It is imperative that a search of a filing office?s records for filed financing statements report as a matter of course even those financing statements which have apparently lapsed due to the passage of time and those which have been terminated by the filing of a termination statement. A financing statement may have been continued under Revised Article 9 by a filing in a new, different filing office, and there is no requirement that there be filed in the former filing office any notice that a related filing is being made in a different filing office. In addition, a debtor is authorized under Revised Article 9 to file a termination statement if the debtor believes that the filing is wrongful or is no longer of effect. It will be incumbent on a new secured party to investigate the authority of the debtor to file that termination. Only authorized filings are effective.

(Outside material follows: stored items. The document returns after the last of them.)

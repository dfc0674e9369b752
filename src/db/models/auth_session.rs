use crate::db::schema::auth_sessions;
use chrono::{DateTime, Utc};
use diesel::{Insertable, Queryable, Selectable};
use uuid::Uuid;

#[derive(Insertable, Debug, Clone)]
#[diesel(table_name = auth_sessions)]
pub struct NewAuthSession {
    pub id: Uuid,
    pub user_id: Uuid,
    pub token_hash: String,
    pub expires_at: DateTime<Utc>,
    pub last_activity: DateTime<Utc>,
}

#[derive(Queryable, Selectable, Debug, Clone)]
#[diesel(table_name = auth_sessions)]
#[diesel(check_for_backend(diesel::pg::Pg))]
pub struct AuthSession {
    pub id: Uuid,
    pub user_id: Uuid,
    pub token_hash: String,
    pub expires_at: DateTime<Utc>,
    pub is_revoked: bool,
    pub last_activity: DateTime<Utc>,
    pub created_at: DateTime<Utc>,
}
// Mirrors the tables created by data-svc's migrations.

diesel::table! {
    auth_sessions (id) {
        id -> Uuid,
        user_id -> Uuid,
        #[max_length = 128]
        token_hash -> Varchar,
        expires_at -> Timestamptz,
        is_revoked -> Bool,
        last_activity -> Timestamptz,
        created_at -> Timestamptz,
    }
}

diesel::table! {
    users (id) {
        id -> Uuid,
        #[max_length = 255]
        email -> Varchar,
        #[max_length = 255]
        google_id -> Nullable<Varchar>,
        full_name -> Nullable<Text>,
        picture_url -> Nullable<Text>,
        #[max_length = 32]
        role -> Varchar,
        created_at -> Timestamptz,
        last_login_at -> Nullable<Timestamptz>,
    }
}

diesel::joinable!(auth_sessions -> users (user_id));

diesel::allow_tables_to_appear_in_same_query!(auth_sessions, users);
use std::env;
use std::time::Duration;

#[derive(Debug, Clone)]
pub struct Config {
    pub database_url: String,
    pub wait_attempts: u32,
    pub wait_interval: Duration,
}

impl Config {
    pub fn from_env() -> Self {
        if dotenvy::dotenv().is_ok() {
            tracing::debug!("Loaded .env file");
        }

        Self {
            database_url: env::var("DATABASE_URL").unwrap_or_else(|_| default_database_url()),
            wait_attempts: parse_or("DB_WAIT_ATTEMPTS", 30),
            wait_interval: Duration::from_secs(parse_or("DB_WAIT_INTERVAL_SECS", 2)),
        }
    }
}

/// Development URL built from the usual `POSTGRES_*` variables.
fn default_database_url() -> String {
    let user = env::var("POSTGRES_USER").unwrap_or_else(|_| "diabrisk".to_string());
    let password =
        env::var("POSTGRES_PASSWORD").unwrap_or_else(|_| "diabrisk_dev_password".to_string());
    let host = env::var("DB_HOST").unwrap_or_else(|_| "postgres".to_string());
    let port = env::var("DB_PORT").unwrap_or_else(|_| "5432".to_string());
    let database = env::var("POSTGRES_DB").unwrap_or_else(|_| "diabrisk".to_string());

    format!("postgres://{user}:{password}@{host}:{port}/{database}?sslmode=disable")
}

fn parse_or<T: std::str::FromStr>(key: &str, default: T) -> T {
    env::var(key)
        .ok()
        .and_then(|v| v.trim().parse().ok())
        .unwrap_or(default)
}

/// Hides credentials in database URLs before they reach the logs.
pub fn mask_credentials(url: &str) -> String {
    if let Some(at_pos) = url.rfind('@')
        && let Some(scheme_end) = url.find("://")
        && scheme_end < at_pos
    {
        return format!("{}***:***{}", &url[..scheme_end + 3], &url[at_pos..]);
    }
    url.to_string()
}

Thus far, one might conclude, this is pretty straightforward. Then come the rules that govern the transition to Revised Article 9. This is what makes it all very interesting!
Secured parties are required to comply with the new filing requirements of Revised Article 9 by June 30, 2006. They can do so by filing a new "initial" financing statement in the new filing office, by filing a "true" continuation statement, continuing a filing for five years, in the same office as the existing financing statement if no change in the location of the filing office is required under Revised Article 9, or by filing an "initial financing statement in lieu of a continuation statement" in the new filing office. An "in lieu" filing continues the effectiveness of a filing under former Article 9 in the "new" filing office for a period of five years from the date of the filing of the "in lieu" statement. An "in lieu" can be filed to continue multiple financing statements between the same debtor and secured party; it is effective even when it was filed prior to the effective date of Revised Article 9.
An amendment to a filing under the former Article 9 can be filed after the effective date of Revised Article 9 in a "new" filing office only after filing of an "in lieu" financing statement. A termination statement file after the effective date can be filed in the prior filing office without first transitioning into the "new" filing office so long as an "in lieu" financing statement has not been filed. The new forms must be used.
Lastly, a financing statement filed under former Article 9 against an interest in a cooperative unit, which former Article 9 provided was to remain in effect until it was terminated, will only be effective until June 30, 2006 unless a Cooperative Addendum (UCC1CAD) is filed in connection with that financing statement. The Cooperative Addendum renders the financing statement effective for fifty years. For a new financing statement being filed against an interest in a cooperative unit, filing a Cooperative Addendum with the Financing Statement makes the filing effective for fifty years.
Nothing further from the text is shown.